» **Description of the task**: Read through the material below and find each line that has the word "Debug"; copy it.

» **Information supplied**:
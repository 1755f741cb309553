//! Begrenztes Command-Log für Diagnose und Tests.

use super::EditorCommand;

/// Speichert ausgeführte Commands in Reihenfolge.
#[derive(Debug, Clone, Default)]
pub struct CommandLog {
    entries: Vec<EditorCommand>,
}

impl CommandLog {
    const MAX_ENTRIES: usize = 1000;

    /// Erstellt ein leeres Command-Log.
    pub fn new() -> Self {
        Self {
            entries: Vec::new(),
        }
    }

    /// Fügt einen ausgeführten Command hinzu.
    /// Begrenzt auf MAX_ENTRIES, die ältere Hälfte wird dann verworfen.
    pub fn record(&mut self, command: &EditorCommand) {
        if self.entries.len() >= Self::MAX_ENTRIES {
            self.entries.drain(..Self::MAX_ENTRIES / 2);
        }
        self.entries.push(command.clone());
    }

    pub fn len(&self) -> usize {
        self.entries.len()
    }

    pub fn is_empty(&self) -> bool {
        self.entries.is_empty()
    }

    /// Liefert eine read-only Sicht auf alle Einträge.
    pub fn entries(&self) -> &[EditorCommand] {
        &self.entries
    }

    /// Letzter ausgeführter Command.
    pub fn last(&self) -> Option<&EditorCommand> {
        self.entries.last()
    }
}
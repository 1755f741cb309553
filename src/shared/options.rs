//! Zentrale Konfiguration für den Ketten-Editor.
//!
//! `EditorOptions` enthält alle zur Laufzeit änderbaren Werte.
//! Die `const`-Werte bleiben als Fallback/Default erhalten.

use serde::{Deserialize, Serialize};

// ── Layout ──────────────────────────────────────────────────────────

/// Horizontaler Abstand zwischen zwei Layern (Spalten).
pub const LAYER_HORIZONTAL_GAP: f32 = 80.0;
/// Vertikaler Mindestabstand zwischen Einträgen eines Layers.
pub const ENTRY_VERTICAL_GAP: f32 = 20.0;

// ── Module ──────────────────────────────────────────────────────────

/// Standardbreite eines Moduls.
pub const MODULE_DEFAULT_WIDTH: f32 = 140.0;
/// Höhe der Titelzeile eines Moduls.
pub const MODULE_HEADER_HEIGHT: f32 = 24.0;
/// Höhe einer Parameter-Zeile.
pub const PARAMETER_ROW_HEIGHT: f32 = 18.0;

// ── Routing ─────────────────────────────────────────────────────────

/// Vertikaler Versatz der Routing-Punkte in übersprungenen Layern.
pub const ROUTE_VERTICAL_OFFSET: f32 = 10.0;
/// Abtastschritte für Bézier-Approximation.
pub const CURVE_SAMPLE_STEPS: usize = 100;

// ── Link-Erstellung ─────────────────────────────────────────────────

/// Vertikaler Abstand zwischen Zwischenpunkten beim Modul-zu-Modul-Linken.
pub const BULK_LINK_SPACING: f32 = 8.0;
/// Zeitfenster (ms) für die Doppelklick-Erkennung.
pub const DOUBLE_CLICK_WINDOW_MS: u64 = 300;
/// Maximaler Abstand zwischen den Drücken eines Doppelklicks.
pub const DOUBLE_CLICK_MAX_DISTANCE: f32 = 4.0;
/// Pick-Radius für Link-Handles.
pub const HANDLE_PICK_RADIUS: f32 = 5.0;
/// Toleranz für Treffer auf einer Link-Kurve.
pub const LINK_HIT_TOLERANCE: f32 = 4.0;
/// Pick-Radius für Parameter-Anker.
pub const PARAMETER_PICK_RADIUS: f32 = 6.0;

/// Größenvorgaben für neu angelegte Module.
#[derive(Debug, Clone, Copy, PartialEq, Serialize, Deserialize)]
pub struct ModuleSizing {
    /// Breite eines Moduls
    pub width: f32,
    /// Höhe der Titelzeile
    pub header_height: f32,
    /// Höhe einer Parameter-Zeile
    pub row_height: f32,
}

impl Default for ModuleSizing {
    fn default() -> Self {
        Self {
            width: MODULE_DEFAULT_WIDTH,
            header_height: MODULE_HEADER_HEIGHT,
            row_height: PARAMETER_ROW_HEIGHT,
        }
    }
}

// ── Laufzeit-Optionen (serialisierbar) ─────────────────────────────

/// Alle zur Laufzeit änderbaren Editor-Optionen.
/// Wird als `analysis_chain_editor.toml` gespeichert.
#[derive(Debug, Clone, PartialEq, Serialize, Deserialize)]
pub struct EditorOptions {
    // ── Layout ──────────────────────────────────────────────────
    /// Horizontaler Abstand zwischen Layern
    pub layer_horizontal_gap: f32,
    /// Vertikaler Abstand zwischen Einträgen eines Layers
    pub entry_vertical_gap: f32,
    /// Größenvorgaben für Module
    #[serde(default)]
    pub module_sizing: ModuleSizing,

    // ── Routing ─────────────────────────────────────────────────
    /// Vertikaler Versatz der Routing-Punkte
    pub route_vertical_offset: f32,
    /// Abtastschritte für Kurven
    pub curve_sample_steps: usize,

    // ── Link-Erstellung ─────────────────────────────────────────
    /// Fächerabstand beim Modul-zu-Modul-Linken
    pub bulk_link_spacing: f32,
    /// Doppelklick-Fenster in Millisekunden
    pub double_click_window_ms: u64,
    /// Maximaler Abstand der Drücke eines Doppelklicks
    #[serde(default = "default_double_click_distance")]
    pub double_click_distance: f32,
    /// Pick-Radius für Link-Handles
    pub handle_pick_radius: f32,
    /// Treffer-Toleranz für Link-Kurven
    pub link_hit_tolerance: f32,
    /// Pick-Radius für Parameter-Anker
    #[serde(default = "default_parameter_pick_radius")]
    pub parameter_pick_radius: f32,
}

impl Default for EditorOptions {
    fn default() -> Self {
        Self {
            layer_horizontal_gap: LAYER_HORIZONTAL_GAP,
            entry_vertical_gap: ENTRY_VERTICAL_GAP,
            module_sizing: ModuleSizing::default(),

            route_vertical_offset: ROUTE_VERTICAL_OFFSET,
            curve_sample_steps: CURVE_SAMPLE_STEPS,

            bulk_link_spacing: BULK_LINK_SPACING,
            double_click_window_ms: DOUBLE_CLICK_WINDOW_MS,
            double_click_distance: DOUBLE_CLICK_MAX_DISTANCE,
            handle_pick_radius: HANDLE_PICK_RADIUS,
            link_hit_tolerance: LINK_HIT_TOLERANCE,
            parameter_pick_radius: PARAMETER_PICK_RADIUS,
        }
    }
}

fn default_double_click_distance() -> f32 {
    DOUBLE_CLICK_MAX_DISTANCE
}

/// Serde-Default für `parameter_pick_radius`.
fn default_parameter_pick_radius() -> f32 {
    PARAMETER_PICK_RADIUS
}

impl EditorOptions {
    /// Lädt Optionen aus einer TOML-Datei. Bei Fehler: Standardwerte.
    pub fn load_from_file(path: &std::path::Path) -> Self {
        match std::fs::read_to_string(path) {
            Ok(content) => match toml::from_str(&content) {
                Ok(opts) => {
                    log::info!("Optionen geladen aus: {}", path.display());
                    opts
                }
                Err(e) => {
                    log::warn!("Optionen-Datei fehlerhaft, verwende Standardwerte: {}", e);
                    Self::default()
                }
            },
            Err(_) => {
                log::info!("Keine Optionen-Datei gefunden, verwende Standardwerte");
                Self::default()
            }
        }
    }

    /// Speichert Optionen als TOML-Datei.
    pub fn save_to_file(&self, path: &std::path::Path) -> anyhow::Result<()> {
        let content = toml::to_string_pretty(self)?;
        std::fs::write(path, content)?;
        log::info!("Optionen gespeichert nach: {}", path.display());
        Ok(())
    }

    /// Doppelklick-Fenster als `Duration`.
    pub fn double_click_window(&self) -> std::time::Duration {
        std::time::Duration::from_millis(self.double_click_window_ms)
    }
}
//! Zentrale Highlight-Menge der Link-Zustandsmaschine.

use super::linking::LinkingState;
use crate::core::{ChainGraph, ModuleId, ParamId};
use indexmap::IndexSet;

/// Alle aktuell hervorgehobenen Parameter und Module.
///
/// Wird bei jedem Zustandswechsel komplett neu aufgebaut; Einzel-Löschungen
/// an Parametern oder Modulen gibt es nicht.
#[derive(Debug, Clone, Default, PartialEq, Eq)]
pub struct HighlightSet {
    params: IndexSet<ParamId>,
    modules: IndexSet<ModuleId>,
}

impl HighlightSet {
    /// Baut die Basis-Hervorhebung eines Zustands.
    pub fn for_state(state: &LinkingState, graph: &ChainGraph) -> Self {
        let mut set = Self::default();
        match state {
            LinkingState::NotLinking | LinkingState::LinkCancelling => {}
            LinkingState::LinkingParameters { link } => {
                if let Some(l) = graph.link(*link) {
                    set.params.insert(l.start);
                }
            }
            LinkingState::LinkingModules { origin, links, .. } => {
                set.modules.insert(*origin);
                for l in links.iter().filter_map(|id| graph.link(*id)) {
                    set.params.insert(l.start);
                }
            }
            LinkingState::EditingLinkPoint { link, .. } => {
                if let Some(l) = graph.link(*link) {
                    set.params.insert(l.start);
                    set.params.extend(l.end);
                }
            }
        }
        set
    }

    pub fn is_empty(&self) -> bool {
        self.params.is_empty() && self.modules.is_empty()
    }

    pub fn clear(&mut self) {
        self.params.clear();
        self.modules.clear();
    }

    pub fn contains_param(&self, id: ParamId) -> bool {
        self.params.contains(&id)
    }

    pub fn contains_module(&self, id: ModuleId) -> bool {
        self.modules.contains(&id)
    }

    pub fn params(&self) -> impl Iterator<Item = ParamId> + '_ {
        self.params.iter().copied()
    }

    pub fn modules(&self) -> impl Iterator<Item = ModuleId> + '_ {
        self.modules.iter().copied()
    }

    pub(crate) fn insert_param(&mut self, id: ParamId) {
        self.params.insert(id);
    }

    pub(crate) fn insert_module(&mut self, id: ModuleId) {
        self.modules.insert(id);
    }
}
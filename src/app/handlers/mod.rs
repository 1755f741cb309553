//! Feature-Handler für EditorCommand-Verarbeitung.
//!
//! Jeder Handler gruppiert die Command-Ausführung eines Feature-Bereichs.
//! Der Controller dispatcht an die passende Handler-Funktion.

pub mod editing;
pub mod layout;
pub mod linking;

» **Solved exercise**:
#[derive(Debug, Clone, Default)]
#[derive(Debug, Clone, Copy, PartialEq, Serialize, Deserialize)]
#[derive(Debug, Clone, PartialEq, Serialize, Deserialize)]
#[derive(Debug, Clone, Default, PartialEq, Eq)]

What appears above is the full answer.